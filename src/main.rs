//! marquee CLI - Media Library Shell
//!
//! Thin binary wrapper around [`marquee::cli::run`].

#![forbid(unsafe_code)]
#![deny(clippy::unwrap_used)]
#![deny(clippy::expect_used)]

use std::process::ExitCode;

fn main() -> ExitCode {
    marquee::cli::run()
}
//! Completion sources: where candidate values for an argument come from.

use std::fmt;
use std::sync::Arc;

use crate::library::MediaStore;

/// Everything a completion function can look at.
#[derive(Debug, Clone, Copy)]
pub struct CompletionRequest<'a> {
    /// Catalogue and library snapshot
    pub store: &'a MediaStore,
    /// Finished tokens on the line, command name first
    pub tokens: &'a [String],
    /// Positional values already given to the innermost subcommand
    pub positionals: &'a [String],
    /// Partial word under the cursor
    pub text: &'a str,
}

/// Custom completion function. Extra parameters are bound by capture.
pub type CustomCompleter = Arc<dyn Fn(&CompletionRequest<'_>) -> Vec<String> + Send + Sync>;

/// Supplies candidate strings for one argument.
#[derive(Clone)]
pub enum CompletionSource {
    /// Fixed collection, prefix-filtered by the completer
    Static(Vec<String>),
    /// Evaluated at completion time, prefix-filtered by the completer
    Query(fn(&MediaStore) -> Vec<String>),
    /// Sees the whole request and filters on its own
    Custom(CustomCompleter),
}

impl CompletionSource {
    /// Static source from string slices.
    #[must_use]
    pub fn fixed(values: &[&str]) -> Self {
        Self::Static(values.iter().map(|v| (*v).to_string()).collect())
    }

    /// Custom source from a closure.
    pub fn custom<F>(f: F) -> Self
    where
        F: Fn(&CompletionRequest<'_>) -> Vec<String> + Send + Sync + 'static,
    {
        Self::Custom(Arc::new(f))
    }

    /// Resolve candidates for a request.
    #[must_use]
    pub fn candidates(&self, request: &CompletionRequest<'_>) -> Vec<String> {
        match self {
            Self::Static(values) => filter_prefix(request.text, values.iter().cloned()),
            Self::Query(query) => filter_prefix(request.text, query(request.store)),
            Self::Custom(f) => f(request),
        }
    }
}

impl fmt::Debug for CompletionSource {
    fn fmt(&self, f: &mut fmt::Formatter<'_>) -> fmt::Result {
        match self {
            Self::Static(values) => f.debug_tuple("Static").field(values).finish(),
            Self::Query(_) => f.write_str("Query(..)"),
            Self::Custom(_) => f.write_str("Custom(..)"),
        }
    }
}

/// Keep candidates that start with `text`.
pub fn filter_prefix(text: &str, candidates: impl IntoIterator<Item = String>) -> Vec<String> {
    candidates
        .into_iter()
        .filter(|c| c.starts_with(text))
        .collect()
}

/// Candidates from `full` that are not in `exclude` and start with `text`.
#[must_use]
pub fn filter_library(text: &str, full: &[String], exclude: &[String]) -> Vec<String> {
    full.iter()
        .filter(|entry| !exclude.contains(entry) && entry.starts_with(text))
        .cloned()
        .collect()
}

#[cfg(test)]
mod tests {
    use super::*;

    fn request<'a>(store: &'a MediaStore, text: &'a str) -> CompletionRequest<'a> {
        CompletionRequest {
            store,
            tokens: &[],
            positionals: &[],
            text,
        }
    }

    #[test]
    fn test_static_source_filters_prefix() {
        let store = MediaStore::default();
        let source = CompletionSource::fixed(&["George Lucas", "Gareth Edwards", "Rian Johnson"]);
        assert_eq!(
            source.candidates(&request(&store, "G")),
            vec!["George Lucas", "Gareth Edwards"]
        );
    }

    #[test]
    fn test_query_source_reads_store() {
        let store = MediaStore::builtin();
        let source = CompletionSource::Query(|store| store.catalog.show_ids());
        assert_eq!(
            source.candidates(&request(&store, "SW_T")),
            vec!["SW_TCW"]
        );
    }

    #[test]
    fn test_custom_source_does_own_filtering() {
        let store = MediaStore::default();
        let source = CompletionSource::custom(|req| vec![format!("{}!", req.text)]);
        assert_eq!(source.candidates(&request(&store, "x")), vec!["x!"]);
    }

    #[test]
    fn test_filter_library_excludes() {
        let full = vec!["A1".to_string(), "A2".to_string(), "B1".to_string()];
        let exclude = vec!["A2".to_string()];
        assert_eq!(filter_library("A", &full, &exclude), vec!["A1"]);
        assert_eq!(filter_library("", &full, &[]).len(), 3);
    }

    #[test]
    fn test_debug_hides_functions() {
        let source = CompletionSource::Query(|_| Vec::new());
        assert_eq!(format!("{source:?}"), "Query(..)");
    }
}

——

EXERCISE PROMPT
How many of the lines above contain the word "clippy"? Only the number should be given.

YOUR SOLUTION
2